[Collected data entries]
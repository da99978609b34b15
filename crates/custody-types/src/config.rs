//! Configuration types for the custody service.
//!
//! Loaded once at startup and injected into components; nothing reads
//! configuration from global state.

use std::path::Path;

use rust_decimal::Decimal;
use serde::{Deserialize, Serialize};

use crate::{CustodyError, NetworkNode, Result, constants};

/// Deployment environment. Only `Production` forbids the fallback
/// membership directory.
#[derive(Debug, Clone, Copy, PartialEq, Eq, Default, Serialize, Deserialize)]
#[serde(rename_all = "lowercase")]
pub enum Environment {
    #[default]
    Development,
    Staging,
    Production,
}

impl Environment {
    #[must_use]
    pub fn is_production(self) -> bool {
        self == Self::Production
    }
}

/// Top-level service configuration.
#[derive(Debug, Clone, Serialize, Deserialize)]
pub struct ServiceConfig {
    #[serde(default)]
    pub environment: Environment,
    pub database: DatabaseConfig,
    pub service: ServiceIdentity,
    pub fee: FeeConfig,
    pub rpc: EndpointConfig,
    pub publisher: EndpointConfig,
    /// Path of the JSON application pool.
    pub apps_path: String,
    #[serde(default = "default_membership_ttl")]
    pub membership_cache_ttl_ms: u64,
    /// Directory served outside production when the RPC call fails.
    #[serde(default)]
    pub fallback_nodes: Vec<NetworkNode>,
    #[serde(default)]
    pub log: LogConfig,
}

fn default_membership_ttl() -> u64 {
    constants::DEFAULT_MEMBERSHIP_TTL_MS
}

/// SQLite database location.
#[derive(Debug, Clone, Serialize, Deserialize)]
pub struct DatabaseConfig {
    pub path: String,
    #[serde(default = "default_busy_timeout")]
    pub busy_timeout_ms: u64,
}

fn default_busy_timeout() -> u64 {
    constants::DEFAULT_BUSY_TIMEOUT_MS
}

/// The service's own account and keypair.
#[derive(Clone, Serialize, Deserialize)]
pub struct ServiceIdentity {
    /// Account id used to recognise (and ignore) our own payments.
    pub client_id: String,
    /// 32-byte key seed, hex encoded.
    pub private_key: String,
}

impl std::fmt::Debug for ServiceIdentity {
    fn fmt(&self, f: &mut std::fmt::Formatter<'_>) -> std::fmt::Result {
        f.debug_struct("ServiceIdentity")
            .field("client_id", &self.client_id)
            .finish_non_exhaustive()
    }
}

/// The payment that triggers application assignment.
#[derive(Debug, Clone, PartialEq, Eq, Serialize, Deserialize)]
pub struct FeeConfig {
    pub asset_id: String,
    pub amount: Decimal,
}

/// An outbound HTTP endpoint.
#[derive(Debug, Clone, Serialize, Deserialize)]
pub struct EndpointConfig {
    pub url: String,
    #[serde(default = "default_rpc_timeout")]
    pub timeout_ms: u64,
}

fn default_rpc_timeout() -> u64 {
    constants::DEFAULT_RPC_TIMEOUT_MS
}

/// Log output options.
#[derive(Debug, Clone, Default, Serialize, Deserialize)]
pub struct LogConfig {
    /// Emit JSON lines instead of human-readable output.
    #[serde(default)]
    pub json: bool,
}

impl ServiceConfig {
    /// Read and validate a JSON configuration file.
    pub fn load(path: impl AsRef<Path>) -> Result<Self> {
        let path = path.as_ref();
        let raw = std::fs::read_to_string(path).map_err(|e| {
            CustodyError::Configuration(format!("cannot read {}: {e}", path.display()))
        })?;
        let config: Self = serde_json::from_str(&raw)
            .map_err(|e| CustodyError::Configuration(format!("{}: {e}", path.display())))?;
        config.validate()?;
        Ok(config)
    }

    /// Reject configurations the service cannot run with.
    pub fn validate(&self) -> Result<()> {
        if self.service.client_id.trim().is_empty() {
            return Err(CustodyError::Configuration("service.client_id is empty".into()));
        }
        match hex::decode(&self.service.private_key) {
            Ok(seed) if seed.len() == 32 => {}
            _ => {
                return Err(CustodyError::Configuration(
                    "service.private_key must be a 32-byte hex seed".into(),
                ));
            }
        }
        if self.fee.amount <= Decimal::ZERO {
            return Err(CustodyError::Configuration(format!(
                "fee.amount must be positive, got {}",
                self.fee.amount
            )));
        }
        if self.apps_path.trim().is_empty() {
            return Err(CustodyError::Configuration("apps_path is empty".into()));
        }
        Ok(())
    }
}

→ **Exercise requirements**
All lines above that include the word "EndpointConfig" must be copied into the answer.

→ **Result of the task**
    pub rpc: EndpointConfig,
    pub publisher: EndpointConfig,
pub struct EndpointConfig {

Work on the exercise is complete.